The reason why hypnosis is beneficial in staying sober is twofold. First, it can help manage cravings in early recovery. Second, it can treat co-occurring disorders such as depression or PTSD without the use of medication. When you combine both of these factors – managing harmful temptations and treating the underlying condition – one can see how hypnotherapy is an effective tool that can aid in lifelong recovery.
Managing Temptation with Hypnotherapy
When an addict is released from a residential treatment center, all of their old friends and hangouts will still exist. It’s easy to avoid these people and places when living in inpatient treatment, but it becomes more difficult in the months following after. A simple drive past an old hangout, hearing a particular song or seeing an old friend can trigger certain feelings. The addict will then fixate on that trigger, which is experienced through all five senses.
For instance, an addict may start to have sweaty palms. Their heart may race. They may start to salivate. They may even hear their friends’ voices in their head. This is what makes cravings so difficult to get away from, as they become so real when the addict is experiencing them through all five senses. When the addict obsesses over the trigger, it makes them more likely to relapse, and this is what ultimately makes sobriety so difficult, especially in the beginning.
Hypnosis can be used in conjunction with other alternative therapies, skills, and tools to help addicts cope with cravings. The therapy is used by asking the client to recall some of the things that trigger drug or alcohol cravings. During hypnosis, the client is relaxed and more open to recovery, so the goal is to remove the ingrained feelings that are attached to certain experiences and replace them with healthier ones.
Treating Co-Occurring Disorders with Hypnotherapy
Hypnotherapy is also beneficial for recovering addicts because they can better treat co-occurring disorders. For many clients, when they seek recovery for a drug or alcohol addiction, they are also diagnosed with another condition aside from addiction. Common co-occurring disorders include anxiety, bipolar depression, PTSD, ADHD or schizophrenia.

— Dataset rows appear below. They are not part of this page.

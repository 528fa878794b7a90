//! quill-parser — recursive-descent parser with panic-mode error recovery.
//!
//! A syntax error never aborts the parse: the parser records the error,
//! enters panic mode, and synchronizes at the next statement boundary so it
//! can keep looking for further (unrelated) mistakes in the same pass.

#![deny(missing_docs)]

use quill_ast::{
    BinaryOp, Expr, ExprKind, FunctionDecl, Literal, Param, Program, ScriptType, Stmt, StmtKind,
    UnaryOp,
};
use quill_core::{Pos, SourceId, Span};
use quill_lexer::{Keyword, Token, TokenKind};

/// What went wrong while parsing.
#[derive(Debug, Clone, PartialEq, Eq, thiserror::Error)]
pub enum ParseErrorKind {
    /// A specific token was required but something else was found.
    #[error("expected {expected}, found {found}")]
    ExpectedToken {
        /// What the grammar required at this point.
        expected: String,
        /// A description of what was actually there.
        found: String,
    },
    /// A declaration (function, parameter list, type) was malformed.
    #[error("invalid declaration: {0}")]
    InvalidDeclaration(String),
    /// An expression was malformed (e.g. an invalid assignment target).
    #[error("invalid expression: {0}")]
    InvalidExpression(String),
}

/// A single parse error, located by line and column.
#[derive(Debug, Clone, PartialEq, Eq, thiserror::Error)]
#[error("[{line}:{column}] {kind}")]
pub struct ParseError {
    /// What went wrong.
    pub kind: ParseErrorKind,
    /// 1-based line.
    pub line: u32,
    /// 1-based column.
    pub column: u32,
}

/// The result of a parse: whatever tree could be built, plus every error
/// encountered along the way. A non-empty `errors` means the tree is not
/// safe to compile, but it is still returned so tooling (e.g. an editor)
/// can work with a partial result.
#[derive(Debug, Clone, PartialEq, Default)]
pub struct ParseOutcome {
    /// The parsed program (possibly incomplete, if errors occurred).
    pub program: Program,
    /// Every error recorded during the parse, in source order.
    pub errors: Vec<ParseError>,
}

impl ParseOutcome {
    /// Whether any error was recorded.
    #[must_use]
    pub fn has_errors(&self) -> bool {
        !self.errors.is_empty()
    }
}

/// Parses a full token stream (as produced by `quill_lexer::lex`) into a
/// [`Program`]. `source` is only used to stamp resulting spans.
#[must_use]
pub fn parse(tokens: Vec<Token>, source: SourceId) -> ParseOutcome {
    let mut parser = Parser { tokens, pos: 0, source, errors: Vec::new(), panic_mode: false };
    let mut program = Program::new();

    while !parser.is_at_end() {
        if parser.looks_like_function_decl() {
            if let Some(f) = parser.parse_function_decl() {
                program.functions.push(f);
            }
        } else if let Some(s) = parser.parse_statement() {
            program.statements.push(s);
        }
        if parser.panic_mode {
            parser.synchronize();
        }
    }

    ParseOutcome { program, errors: parser.errors }
}

struct Parser {
    tokens: Vec<Token>,
    pos: usize,
    source: SourceId,
    errors: Vec<ParseError>,
    panic_mode: bool,
}
//! Runtime error kinds. Every one of these sets `Vm::state()` to `Error`
//! and appends a message to `Vm::errors()`; none of them ever panics.

/// What went wrong while executing a chunk.
#[derive(Debug, Clone, PartialEq, thiserror::Error)]
pub enum RuntimeError {
    /// An opcode received operands of the wrong kind.
    #[error("type error in {op}: operands were {operands:?}")]
    TypeError {
        /// The opcode (or pseudo-operation, e.g. `"INDEX"`) that failed.
        op: String,
        /// The offending operands' type names.
        operands: Vec<String>,
    },
    /// `DIV`/`MOD` with a zero divisor.
    #[error("division by zero")]
    DivisionByZero,
    /// `GET_ELEMENT`/`SET_ELEMENT` with an index outside `0..len`.
    #[error("index {index} out of bounds for array of length {len}")]
    IndexOutOfBounds {
        /// The array's length.
        len: usize,
        /// The offending index.
        index: i64,
    },
    /// `GET_FIELD`/`SET_FIELD` named a field not present in the struct
    /// value's name/value pairs.
    #[error("unknown field '{0}'")]
    UnknownField(String),
    /// `GET_GLOBAL`/`SET_GLOBAL` named a global that was never defined.
    #[error("undefined global '{0}'")]
    UndefinedGlobal(String),
    /// `CALL_NATIVE` named a function the host never registered.
    #[error("unknown native function '{0}'")]
    UnknownNative(String),
    /// `CALL` supplied a different argument count than the callee's arity.
    #[error("arity mismatch: expected {expected} arguments, got {got}")]
    ArityMismatch {
        /// The callee's declared arity.
        expected: u8,
        /// The number of arguments actually passed.
        got: u8,
    },
    /// The value stack grew past its configured depth limit.
    #[error("stack overflow")]
    StackOverflow,
    /// `CALL` would have nested deeper than the configured call-depth limit.
    #[error("call depth exceeded")]
    CallDepthExceeded,
    /// The instruction budget for this `execute`/`resume` call was spent.
    #[error("instruction limit exceeded")]
    InstructionLimit,
    /// The wall-clock budget for this `execute`/`resume` call elapsed.
    #[error("execution timed out")]
    Timeout,
    /// The bytecode referenced something the verifier should have caught,
    /// or the value stack was found in a shape dispatch didn't expect
    /// (e.g. an empty stack where an operand was required). Reaching this
    /// means a chunk passed verification but is unsound in a way the
    /// verifier's structural checks don't cover — it is never a panic.
    #[error("invalid bytecode encountered at runtime")]
    InvalidBytecode,
}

Co-occurring disorders are perplexing because it’s difficult to say which came first: the addiction or the underlying condition. Did the addict start using drugs because they were depressed? Or did the drug use change pathways in the brain to make them depressed? Not knowing which came first makes treatment harder, too. If the addiction is treated, will the depression go away? Or does the depression need to be treated first?
With hypnosis, the client can receive treatment for both the addiction and the underlying condition. Hypnosis has been shown to reduce depression and anxiety, as well as aid in relaxation. Stress is the number one offender when it comes to triggering cravings (aside from being exposed to the drug), so managing stress is critical in the early stages of recovery. Otherwise, when addicts are stressed, they respond to the world reactively and turn to drugs and alcohol.
Hypnosis is effective in managing both stress and emotion, as it slows down thoughts and calms the mind and body. Through hypnosis, addicts learn to better manage their stress and find inner peace so that they know they can accomplish this happiness on their own without the use of drugs or alcohol. This takes time and practice, but when it’s achieved, the feelings are invaluable. The more addicts focus on being reflective, the brain relearns how to deal with stress in a more productive manner.
Combining Hypnotherapy with Other Alternative Treatments
Hypnotherapy is an important tool in recovery, but it is most effective when it’s used with other natural therapies, such as meditation. Using a variety of therapeutic tools, healthy pathways in the brain are formed and wholesome habits are started.
Hypnosis is gaining more credibility in the medical field, and multiple studies have shown the effect it can have on negative habits, behaviors, and mindsets. It’s understandable why there is so much potential. Tapping into a part of the brain that isn’t normally comprehended is an excellent way to better understand an addict, change ways of thinking and offer advice without any barriers from the outside world or limited conscious mind.